What Happens to Your Online Presence When You Die?

Wednesday
Jul112012

On Death and Dying

OK, this may not be my most uplifting post ever, yet it is a topic needing conversation.

An old friend once made a comment, “When going to church, you start in the last row and slowly move up to the front.”

I feel that way about life these days.  Where 30 years ago the conversations were about sex/drugs/jobs/relationships, now the discussions are often about who has what ailment.  Who has heart this, or cancer of that…  It’s downright depressing!  This leads me to this post.

What do you tell younger children when they are experiencing death in the family?

My daughter called me at work one day in a panic as her pet guinea pig (apparently at the hand of her offspring.)  Rushing home, we immediately had a proper burial (in the backyard in a shoebox) with an appropriate somber accumulation of friends attending the wake and funeral. Everyone said a few words, we made a little headstone, and then we went out for ice cream.

While an innocuous ceremony, it did provide the opportunity for the child to learn about death, experience some of the “ceremony”, and the after party.  It’s been over a decade and a half, and my daughter still brings this up from time to time…so you know it made an impression.

When my parents passed, the kids got another opportunity to learn. 

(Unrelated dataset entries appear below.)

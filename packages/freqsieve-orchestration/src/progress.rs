//! Progress stream
//!
//! Runners publish structured events on an optional unbounded channel in
//! addition to their `tracing` output. A dropped receiver never affects the
//! run. Block numbers serialize as integers while they fit `u64`.

use freqsieve_core::decimal::{
    deserialize_biguint, deserialize_option_biguint, serialize_biguint, serialize_option_biguint,
};
use freqsieve_core::BlockNumber;
use serde::{Deserialize, Serialize};
use tokio::sync::mpsc::{self, UnboundedReceiver, UnboundedSender};

/// One observable step of a partition run
#[derive(Debug, Clone, PartialEq, Eq, Serialize, Deserialize)]
#[serde(tag = "event", rename_all = "snake_case")]
pub enum ProgressEvent {
    /// Recovery finished; scanning resumes at `resume_block`
    Resumed {
        partition_id: u32,
        #[serde(
            serialize_with = "serialize_biguint",
            deserialize_with = "deserialize_biguint"
        )]
        resume_block: BlockNumber,
        #[serde(
            serialize_with = "serialize_biguint",
            deserialize_with = "deserialize_biguint"
        )]
        total_blocks: BlockNumber,
    },
    /// Block checkpointed without a collision
    BlockCompleted {
        partition_id: u32,
        #[serde(
            serialize_with = "serialize_biguint",
            deserialize_with = "deserialize_biguint"
        )]
        block: BlockNumber,
        #[serde(
            serialize_with = "serialize_biguint",
            deserialize_with = "deserialize_biguint"
        )]
        total_blocks: BlockNumber,
    },
    /// Composite marker written (or found from an earlier run)
    CompositeFound {
        partition_id: u32,
        #[serde(
            default,
            serialize_with = "serialize_option_biguint",
            deserialize_with = "deserialize_option_biguint"
        )]
        block: Option<BlockNumber>,
        factor: String,
    },
    /// Every block scanned
    PartitionCompleted { partition_id: u32, blocks_scanned: u64 },
    /// Stopped between blocks; rerun resumes at `resume_block`
    Interrupted {
        partition_id: u32,
        #[serde(
            serialize_with = "serialize_biguint",
            deserialize_with = "deserialize_biguint"
        )]
        resume_block: BlockNumber,
    },
}

/// Sending half held by a runner
#[derive(Debug, Clone, Default)]
pub struct ProgressReporter {
    tx: Option<UnboundedSender<ProgressEvent>>,
}

impl ProgressReporter {
    pub fn disabled() -> Self {
        Self { tx: None }
    }

    pub fn new(tx: UnboundedSender<ProgressEvent>) -> Self {
        Self { tx: Some(tx) }
    }

    pub fn emit(&self, event: ProgressEvent) {
        if let Some(tx) = &self.tx {
            let _ = tx.send(event);
        }
    }
}

/// Connected reporter / receiver pair
pub fn progress_channel() -> (ProgressReporter, UnboundedReceiver<ProgressEvent>) {
    let (tx, rx) = mpsc::unbounded_channel();
    (ProgressReporter::new(tx), rx)
}
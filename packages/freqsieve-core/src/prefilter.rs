//! Small-prime prefilter
//!
//! The collision predicate is only defined for targets coprime to 6. Which
//! further small primes are excluded up front differs between deployments
//! (the "hardened" variant also strips 5 and 7), so the list is an explicit
//! parameter instead of a baked-in constant.

use crate::errors::{CoreError, CoreResult};
use crate::target::Target;
use num_bigint::BigUint;
use serde::{Deserialize, Serialize};

/// Outcome of the up-front trial division
#[derive(Debug, Clone, PartialEq, Eq)]
pub enum PrefilterOutcome {
    /// Target equals one of the excluded primes
    Prime,
    /// Target is a proper multiple of an excluded prime
    Composite { divisor: u32 },
    /// Preconditions hold; the partitioned search decides
    NeedsScan,
}

/// Explicit list of pre-excluded small primes
#[derive(Debug, Clone, PartialEq, Eq, Serialize, Deserialize)]
pub struct Prefilter {
    excluded_primes: Vec<u32>,
}

impl Prefilter {
    /// Excludes 2 and 3 only (minimum required by the predicate)
    pub fn standard() -> Self {
        Self {
            excluded_primes: vec![2, 3],
        }
    }

    /// Also excludes 5 and 7
    pub fn hardened() -> Self {
        Self {
            excluded_primes: vec![2, 3, 5, 7],
        }
    }

    /// Custom exclusion list; must contain 2 and 3 and only primes
    pub fn with_primes(mut primes: Vec<u32>) -> CoreResult<Self> {
        primes.sort_unstable();
        primes.dedup();
        if !primes.contains(&2) || !primes.contains(&3) {
            return Err(CoreError::PreconditionViolated(
                "prefilter must exclude 2 and 3".to_string(),
            ));
        }
        if let Some(p) = primes.iter().find(|p| !is_small_prime(**p)) {
            return Err(CoreError::PreconditionViolated(format!(
                "prefilter entry {} is not prime",
                p
            )));
        }
        Ok(Self {
            excluded_primes: primes,
        })
    }

    pub fn excluded_primes(&self) -> &[u32] {
        &self.excluded_primes
    }

    /// Classify a target by trial division over the excluded primes
    pub fn classify(&self, target: &Target) -> PrefilterOutcome {
        for &p in &self.excluded_primes {
            if target.value() == &BigUint::from(p) {
                return PrefilterOutcome::Prime;
            }
            if target.is_divisible_by(p) {
                return PrefilterOutcome::Composite { divisor: p };
            }
        }
        PrefilterOutcome::NeedsScan
    }
}

impl Default for Prefilter {
    fn default() -> Self {
        Self::standard()
    }
}

fn is_small_prime(n: u32) -> bool {
    if n < 2 {
        return false;
    }
    let mut d = 2u32;
    while (d as u64) * (d as u64) <= n as u64 {
        if n % d == 0 {
            return false;
        }
        d += 1;
    }
    true
}
//! In-memory adapter for `PartitionStore`
//!
//! Same contract as the filesystem store. Checkpoints are kept in their
//! serialized form so loads go through the same parse/validate path, and
//! every saved block number is recorded for inspection in tests.

use std::collections::{BTreeMap, HashMap};
use std::sync::atomic::{AtomicBool, Ordering};
use std::sync::Arc;

use async_trait::async_trait;
use freqsieve_core::BlockNumber;
use parking_lot::Mutex;

use crate::domain::{
    ArchiveSummary, CheckpointRecord, CompositeMarker, JobKey, PartitionLog, PartitionStore,
    RunParameters,
};
use crate::error::{Result, StorageError};

#[derive(Debug, Default)]
struct JobState {
    checkpoints: HashMap<u32, String>,
    history: HashMap<u32, Vec<BlockNumber>>,
    markers: BTreeMap<u32, CompositeMarker>,
    pending: BTreeMap<u32, PartitionLog>,
    archives: Vec<Vec<PartitionLog>>,
}

/// In-memory store
#[derive(Debug, Clone, Default)]
pub struct InMemoryPartitionStore {
    jobs: Arc<Mutex<HashMap<JobKey, JobState>>>,
    fail_saves: Arc<AtomicBool>,
}

impl InMemoryPartitionStore {
    pub fn new() -> Self {
        Self::default()
    }

    /// Every block number saved for a partition, in save order
    pub fn checkpoint_history(&self, job: &JobKey, partition_id: u32) -> Vec<BlockNumber> {
        self.jobs
            .lock()
            .get(job)
            .and_then(|state| state.history.get(&partition_id).cloned())
            .unwrap_or_default()
    }

    /// Overwrite a checkpoint with arbitrary text
    pub fn put_raw_checkpoint(&self, job: &JobKey, partition_id: u32, text: impl Into<String>) {
        self.jobs
            .lock()
            .entry(job.clone())
            .or_default()
            .checkpoints
            .insert(partition_id, text.into());
    }

    /// Make every subsequent checkpoint save fail as if retries were exhausted
    pub fn fail_saves(&self, fail: bool) {
        self.fail_saves.store(fail, Ordering::SeqCst);
    }

    pub fn archive_count(&self, job: &JobKey) -> usize {
        self.jobs
            .lock()
            .get(job)
            .map(|state| state.archives.len())
            .unwrap_or(0)
    }
}

#[async_trait]
impl PartitionStore for InMemoryPartitionStore {
    async fn load_checkpoint(
        &self,
        job: &JobKey,
        expected: &RunParameters,
    ) -> Result<Option<CheckpointRecord>> {
        let text = {
            let jobs = self.jobs.lock();
            jobs.get(job)
                .and_then(|state| state.checkpoints.get(&expected.partition_id).cloned())
        };

        match text {
            None => Ok(None),
            Some(text) => {
                let record = CheckpointRecord::from_text(&text)?;
                expected.validate(&record)?;
                Ok(Some(record))
            }
        }
    }

    async fn save_checkpoint(&self, job: &JobKey, record: &CheckpointRecord) -> Result<()> {
        if self.fail_saves.load(Ordering::SeqCst) {
            return Err(StorageError::retry_exhausted(
                format!("memory://{}/partition_{}", job, record.partition_id),
                1,
            ));
        }

        let text = record.to_text()?;
        let mut jobs = self.jobs.lock();
        let state = jobs.entry(job.clone()).or_default();
        state.checkpoints.insert(record.partition_id, text);
        state
            .history
            .entry(record.partition_id)
            .or_default()
            .push(record.last_completed_block.clone());
        Ok(())
    }

    async fn composite_marker(
        &self,
        job: &JobKey,
        partition_id: u32,
    ) -> Result<Option<CompositeMarker>> {
        Ok(self
            .jobs
            .lock()
            .get(job)
            .and_then(|state| state.markers.get(&partition_id).cloned()))
    }

    async fn write_composite_marker(&self, job: &JobKey, marker: &CompositeMarker) -> Result<bool> {
        let mut jobs = self.jobs.lock();
        let state = jobs.entry(job.clone()).or_default();
        if state.markers.contains_key(&marker.partition_id) {
            return Ok(false);
        }
        state.markers.insert(marker.partition_id, marker.clone());
        Ok(true)
    }

    async fn list_composite_markers(&self, job: &JobKey) -> Result<Vec<CompositeMarker>> {
        Ok(self
            .jobs
            .lock()
            .get(job)
            .map(|state| state.markers.values().cloned().collect())
            .unwrap_or_default())
    }

    async fn write_partition_log(&self, job: &JobKey, log: &PartitionLog) -> Result<()> {
        self.jobs
            .lock()
            .entry(job.clone())
            .or_default()
            .pending
            .insert(log.partition_id, log.clone());
        Ok(())
    }

    async fn pending_logs(&self, job: &JobKey) -> Result<Vec<PartitionLog>> {
        Ok(self
            .jobs
            .lock()
            .get(job)
            .map(|state| state.pending.values().cloned().collect())
            .unwrap_or_default())
    }

    async fn archive_pending_logs(&self, job: &JobKey) -> Result<Option<ArchiveSummary>> {
        let mut jobs = self.jobs.lock();
        let Some(state) = jobs.get_mut(job) else {
            return Ok(None);
        };
        if state.pending.is_empty() {
            return Ok(None);
        }

        let bundle: Vec<PartitionLog> = std::mem::take(&mut state.pending).into_values().collect();
        let logs = bundle.len();
        state.archives.push(bundle);
        Ok(Some(ArchiveSummary {
            archive: format!("memory-{}", state.archives.len()),
            logs,
        }))
    }

    async fn archived_logs(&self, job: &JobKey) -> Result<Vec<PartitionLog>> {
        Ok(self
            .jobs
            .lock()
            .get(job)
            .map(|state| state.archives.iter().flatten().cloned().collect())
            .unwrap_or_default())
    }
}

My dad passed suddenly after a lengthy convalescence.  We were on vacation camping in New Hampshire, and learned of my dad via a late night visit from the campground owner (this was before cell phones.)  We left the kids with friends, and immediately flew to Cleveland to help my mom.  My parent’s preference was to not have a funeral, and so my kids didn’t have a need to attend what was essentially a period of arrangements & cleaning out “his stuff.”

My mom died after 2 weeks in the hospital.  We decided to talk to the kids, and let them know Gram was ill and would likely pass.  We explained this to the children, who wanted to ask questions.  Gram was in the hospital (650 miles away), and we didn’t think the kids needed to visit and remember Gram “that way.”  We let them ask questions and provided straightforward answers….until the kids changed the subject.  At that point, we assumed they had enough and were ready to move on.

I was with my mom the night before she passed.  She was unconscious, and the medical people were predicting how long she would live in hours.  The end was near.  I called the kids, and held the phone to Gram’s ear so they could say their goodbyes

What my kids said to Gram was between them and their Grandmother.  As the call came to a close, I observed tears coming from my unconscious mother’s eyes.  To this day, I believe my Mom heard her grandkids say goodbye.

What’s right for your kids is up to you.  I’m happy I don’t live in an era where the corpse is in the living room waiting for callers.  I believe it’s important for kids to understand when someone is passing, and not subject them to terminal memories from the hospital.  Having them pay their respects to the deceased is very important.

What are your thoughts?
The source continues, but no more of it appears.